Segment Start: PROVIDED MATERIAL
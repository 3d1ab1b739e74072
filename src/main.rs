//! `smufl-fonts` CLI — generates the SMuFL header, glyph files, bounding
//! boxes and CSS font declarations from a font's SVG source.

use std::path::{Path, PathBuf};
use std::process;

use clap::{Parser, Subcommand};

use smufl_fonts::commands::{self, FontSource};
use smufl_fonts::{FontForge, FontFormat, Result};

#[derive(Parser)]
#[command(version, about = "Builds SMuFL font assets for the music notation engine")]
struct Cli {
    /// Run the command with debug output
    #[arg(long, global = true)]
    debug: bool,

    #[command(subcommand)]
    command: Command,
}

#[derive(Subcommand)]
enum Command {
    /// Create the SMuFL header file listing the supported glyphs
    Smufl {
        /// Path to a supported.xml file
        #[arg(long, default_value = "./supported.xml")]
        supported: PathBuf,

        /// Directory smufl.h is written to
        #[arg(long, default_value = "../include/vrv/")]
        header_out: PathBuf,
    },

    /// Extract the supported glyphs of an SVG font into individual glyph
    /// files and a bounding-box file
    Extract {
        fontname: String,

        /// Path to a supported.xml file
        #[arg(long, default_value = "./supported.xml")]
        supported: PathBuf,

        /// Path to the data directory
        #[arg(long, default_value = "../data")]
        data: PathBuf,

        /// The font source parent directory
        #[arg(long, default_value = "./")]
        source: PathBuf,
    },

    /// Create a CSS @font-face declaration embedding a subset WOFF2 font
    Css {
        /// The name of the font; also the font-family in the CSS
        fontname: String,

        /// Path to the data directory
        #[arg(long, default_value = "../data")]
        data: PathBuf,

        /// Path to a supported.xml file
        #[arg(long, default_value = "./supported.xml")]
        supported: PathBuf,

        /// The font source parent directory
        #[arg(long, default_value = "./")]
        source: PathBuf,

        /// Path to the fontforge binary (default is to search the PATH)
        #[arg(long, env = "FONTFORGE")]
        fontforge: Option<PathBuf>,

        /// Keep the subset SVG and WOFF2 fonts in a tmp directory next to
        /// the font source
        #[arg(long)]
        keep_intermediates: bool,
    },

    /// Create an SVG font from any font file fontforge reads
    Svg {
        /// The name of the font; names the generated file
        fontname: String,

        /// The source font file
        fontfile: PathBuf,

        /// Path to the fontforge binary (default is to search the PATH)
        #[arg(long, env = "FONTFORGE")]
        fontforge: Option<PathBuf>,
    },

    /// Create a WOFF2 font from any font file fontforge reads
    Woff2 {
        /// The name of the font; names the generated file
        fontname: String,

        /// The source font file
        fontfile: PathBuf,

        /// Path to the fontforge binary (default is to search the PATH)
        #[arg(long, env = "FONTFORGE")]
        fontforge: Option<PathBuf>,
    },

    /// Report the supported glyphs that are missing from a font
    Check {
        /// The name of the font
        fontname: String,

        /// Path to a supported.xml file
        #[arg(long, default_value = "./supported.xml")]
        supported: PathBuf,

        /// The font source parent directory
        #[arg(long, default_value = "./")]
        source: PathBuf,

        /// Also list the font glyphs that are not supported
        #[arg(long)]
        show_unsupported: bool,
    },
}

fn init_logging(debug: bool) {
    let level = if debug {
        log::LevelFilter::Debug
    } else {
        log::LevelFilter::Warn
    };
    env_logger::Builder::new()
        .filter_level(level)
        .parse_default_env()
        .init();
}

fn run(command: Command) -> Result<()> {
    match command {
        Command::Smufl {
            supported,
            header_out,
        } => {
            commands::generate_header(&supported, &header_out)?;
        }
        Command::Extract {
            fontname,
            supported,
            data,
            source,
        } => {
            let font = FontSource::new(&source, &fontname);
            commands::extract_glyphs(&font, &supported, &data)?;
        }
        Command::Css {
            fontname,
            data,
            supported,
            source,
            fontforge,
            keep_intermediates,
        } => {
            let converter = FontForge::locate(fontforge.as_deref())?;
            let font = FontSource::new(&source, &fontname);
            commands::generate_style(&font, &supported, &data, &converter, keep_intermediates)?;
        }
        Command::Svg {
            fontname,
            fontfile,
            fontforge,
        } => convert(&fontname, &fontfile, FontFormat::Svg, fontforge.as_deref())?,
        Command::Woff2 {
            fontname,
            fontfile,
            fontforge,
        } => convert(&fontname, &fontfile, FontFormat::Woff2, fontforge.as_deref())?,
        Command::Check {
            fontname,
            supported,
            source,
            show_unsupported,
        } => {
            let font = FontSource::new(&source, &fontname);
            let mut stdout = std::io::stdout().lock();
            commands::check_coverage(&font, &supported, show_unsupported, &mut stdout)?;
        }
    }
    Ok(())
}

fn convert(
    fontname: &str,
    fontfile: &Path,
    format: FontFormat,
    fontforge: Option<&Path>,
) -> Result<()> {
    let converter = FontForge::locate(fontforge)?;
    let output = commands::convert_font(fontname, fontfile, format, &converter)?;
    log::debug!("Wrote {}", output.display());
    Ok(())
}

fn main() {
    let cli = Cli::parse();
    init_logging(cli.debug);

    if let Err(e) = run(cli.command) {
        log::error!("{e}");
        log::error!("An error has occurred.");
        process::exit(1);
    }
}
Segment End: PROVIDED MATERIAL
Lines of the data that include the string "LevelFilter" are to be counted; report the total by itself.

## EXERCISE RESPONSE
2